XXV

 

PEINES ÉTERNELLES DE L'ENFER ET DOULEUR PASSAGÈRE DE LA MORT

 

 

Mais à quoi bon cette comparaison entre la mort naturelle et la mort violente ? Cela ne nous aide pas à y voir plus clair dans notre sujet. Sans doute, celui qui renie la foi du Christ, tant il craint une mort violente, risque de trouver sa mort naturelle infiniment plus violente et plus épouvantable car cette mort dite naturelle est inextricablement mêlée à la douleur sans fin qui la suivra ; il n'y aura pas un instant entre l'une et l'autre, la fin de l'une sera le commencement de l'autre, qui ne finira jamais.

Ce n'est pas sans raison que le Christ nous donna l'avertissement que saint Luc rapporte dans son chapitre douzième : « Je vous le dis à vous qui êtes mes amis, ne soyez pas effrayés par ceux qui tuent le corps et ne peuvent pas faire plus, mais je vais vous dire qui vous devez craindre : craignez celui qui après avoir tué a le pouvoir de jeter dans le feu éternel.
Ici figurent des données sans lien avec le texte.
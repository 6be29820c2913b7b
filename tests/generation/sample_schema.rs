//! Events generated from the bundled schema and corpora.

use super::{bundled_context, SEED};
use sampler_core::{GeneratedRecord, GeneratedValue, SchemaStore};
use sampler_generator::{composite_event_id, EventGenerator};
use std::sync::Arc;

const SCHEMA: &str = "schemas/sample.yaml";
const RUNS: usize = 200;

fn nested<'a>(record: &'a GeneratedRecord, name: &str) -> &'a GeneratedRecord {
    record
        .get(name)
        .and_then(GeneratedValue::as_record)
        .unwrap_or_else(|| panic!("missing nested record '{name}'"))
}

#[test]
fn test_required_attributes_present_for_every_class() {
    let context = bundled_context(SCHEMA);
    let mut generator = EventGenerator::new(Arc::clone(&context), SEED);

    for class in &context.schema().classes {
        for _ in 0..RUNS {
            let event = generator.generate_event(Some(class)).unwrap().unwrap();
            for name in class.required_attributes() {
                assert!(event.contains(name), "{}: missing {name}", class.name);
            }
            assert!(!event.contains("raw_data"));
        }
    }
}

#[test]
fn test_nested_required_attributes_present() {
    let context = bundled_context(SCHEMA);
    let mut generator = EventGenerator::new(Arc::clone(&context), SEED);
    let schema = context.schema();

    for event in generator.events("process_activity", RUNS as u64).unwrap() {
        let event = event.unwrap();
        for (attribute, object) in [("process", "process"), ("actor", "actor"), ("device", "device")] {
            let record = nested(&event, attribute);
            let definition = schema.object(object).unwrap();
            for name in definition.required_attributes() {
                assert!(record.contains(name), "{object}: missing {name}");
            }
        }
        assert!(nested(nested(&event, "process"), "file").contains("path"));
    }
}

#[test]
fn test_metadata_conventions() {
    let context = bundled_context(SCHEMA);
    let mut generator = EventGenerator::new(context, SEED);

    for _ in 0..50 {
        let event = generator.generate_event_by_name("authentication").unwrap();
        let metadata = nested(&event, "metadata");
        assert_eq!(metadata.get("version"), Some(&GeneratedValue::from("1.0")));

        let uid = metadata.get("uid").and_then(GeneratedValue::as_str).unwrap();
        assert_eq!(uid.len(), 36);
        assert_eq!(uid.matches('-').count(), 4);
        // Version nibble of a v7 identifier
        assert_eq!(uid.as_bytes()[14], b'7');

        if let Some(lang) = metadata.get("lang") {
            assert_eq!(lang.as_str(), Some("en"));
        }
        assert!(event.get("time").and_then(GeneratedValue::as_i64).unwrap() > 0);
    }
}

#[test]
fn test_location_properties() {
    let context = bundled_context(SCHEMA);
    let mut generator = EventGenerator::new(Arc::clone(&context), SEED);
    let countries = &context.corpora().countries;

    for _ in 0..RUNS {
        let event = generator.generate_event_by_name("file_activity").unwrap();
        let location = nested(nested(&event, "device"), "location");

        let coordinates = location
            .get("coordinates")
            .and_then(GeneratedValue::as_array)
            .unwrap();
        assert_eq!(coordinates.len(), 2);
        let longitude = coordinates[0].as_f64().unwrap();
        let latitude = coordinates[1].as_f64().unwrap();
        assert!((-180.0..=180.0).contains(&longitude), "{longitude}");
        assert!((-90.0..=90.0).contains(&latitude), "{latitude}");

        let code = location.get("country").and_then(GeneratedValue::as_str).unwrap();
        let country = countries.iter().find(|c| c.country_code == code).unwrap();
        assert_eq!(
            location.get("desc").and_then(GeneratedValue::as_str),
            Some(country.country_name.as_str())
        );
        assert_eq!(
            location.get("continent").and_then(GeneratedValue::as_str),
            Some(country.continent_name.as_str())
        );
        assert!(location.get("city").and_then(GeneratedValue::as_str).is_some());
    }
}

#[test]
fn test_event_uid_matches_class_and_outcome() {
    let context = bundled_context(SCHEMA);
    let mut generator = EventGenerator::new(context, SEED);

    let mut saw_fallback = false;
    for _ in 0..RUNS {
        let event = generator.generate_event_by_name("file_activity").unwrap();
        let class_id = event.get("class_id").and_then(GeneratedValue::as_i64).unwrap();
        assert_eq!(class_id, 1001);

        // disposition_id is recommended, so it is often absent
        let outcome = event.get("disposition_id").and_then(GeneratedValue::as_i64);
        saw_fallback |= outcome.is_none();
        assert_eq!(
            event.get("event_uid").and_then(GeneratedValue::as_i64),
            Some(composite_event_id(class_id, outcome.unwrap_or(0)))
        );
    }
    assert!(saw_fallback);
}

#[test]
fn test_network_endpoint_values() {
    let context = bundled_context(SCHEMA);
    let mut generator = EventGenerator::new(context, SEED);

    for _ in 0..RUNS {
        let event = generator.generate_event_by_name("network_activity").unwrap();
        for side in ["src_endpoint", "dst_endpoint"] {
            let endpoint = nested(&event, side);
            let ip = endpoint.get("ip").and_then(GeneratedValue::as_str).unwrap();
            assert!(ip.parse::<std::net::Ipv4Addr>().is_ok(), "{ip}");
            let port = endpoint.get("port").and_then(GeneratedValue::as_i64).unwrap();
            assert!((0..65_536).contains(&port));
        }
    }
}

#[test]
fn test_events_serialize_as_json_objects() {
    let context = bundled_context(SCHEMA);
    let mut generator = EventGenerator::new(context, SEED);

    let event = generator.generate_event_by_name("process_activity").unwrap();
    let line = serde_json::to_string(&event).unwrap();
    let value: serde_json::Value = serde_json::from_str(&line).unwrap();
    let object = value.as_object().unwrap();
    assert_eq!(object.len(), event.len());
    assert!(object["process"].is_object());
    assert!(object["event_uid"].is_i64());
}

#[test]
fn test_same_seed_same_shape() {
    let context = bundled_context(SCHEMA);
    let mut first = EventGenerator::new(Arc::clone(&context), SEED);
    let mut second = EventGenerator::new(context, SEED);

    // Timestamps and identifiers differ between runs; the attribute sets do not
    for _ in 0..20 {
        let a = first.generate_event_by_name("process_activity").unwrap();
        let b = second.generate_event_by_name("process_activity").unwrap();
        assert_eq!(
            a.field_names().collect::<Vec<_>>(),
            b.field_names().collect::<Vec<_>>()
        );
    }
}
Aussi je vous le dis, celui-là, craignez-le » (Lc., 12, 4-5). Jésus ne veut pas dire ici que nous ne devons avoir aucune peur des hommes qui ne peuvent que tuer notre corps, mais il veut nous faire comprendre que nous ne devons pas craindre un homme à tel point que nous en arrivions à déplaire à celui qui peut tuer notre corps et aussi notre âme et nous plonger dans la mort éternelle. C'est pour cela qu'il répète à la fin de son propos : « Je vous le dis, c'est lui que vous devez craindre ».

Oh ! mon Dieu, mon neveu, je ne doute pas que si nous voulions peser ces paroles, nous en bien pénétrer, les méditer souvent, nous mépriserions les menaces des Turcs, et nous ne nous en soucierions guère. Nous préférerions endurer toutes les peines que le monde pourrait nous faire supporter pendant le court temps que nous passons sur terre plutôt que, par crainte de ces peines (qui ne sont ni si atroces, ni surtout éternelles), nous jeter dans les tourments de l'enfer mille fois plus intolérables et qui ne finiront jamais. C'est une mort terrible que celle qui dure éternellement, car l'Écriture dit : « Ils appelleront la mort et la mort les fuira » (Ap., 9, 6).

 

Ô Seigneur, si l'un de ceux-là pouvait maintenant choisir entre l'une et l'autre mort, il souffrirait plutôt pendant toute une année le trépas le plus horrible que tous les Turcs de Turquie pourraient imaginer, plutôt que d'endurer pendant une minute la mort qu'ils subissent à présent. Ceux qui tombent dans cette folie sont des gens sans foi, ou des gens dont la foi est faible. Pour s'épargner une douleur qui ne peut être aussi violente, ni d'aussi longue durée, ils se vont jeter dans des tourments horribles qu'ils savent ne devoir jamais finir.

On ne pense pas assez à cela, mon neveu, on n'y attache pas assez d'importance. Il me semble, sur ma foi, que si nous avions la grâce d'y croire, d'y penser souvent, la crainte de la persécution des Turcs avec tout ce que le démon de midi serait capable d'inventer pour que nous renoncions à notre foi ne serait pas capable de nous faire changer d'avis.

 

VINCENT : Par ma foi, mon oncle, je crois que vous avez raison. Si nous pensions souvent aux peines de l'enfer (mais nous répugnons tant à le faire, préférant nous réfugier dans des passe-temps puérils pour écarter ces sombres pensées) cela suffirait, semble-t-il, à faire de plusieurs d'entre nous des martyrs.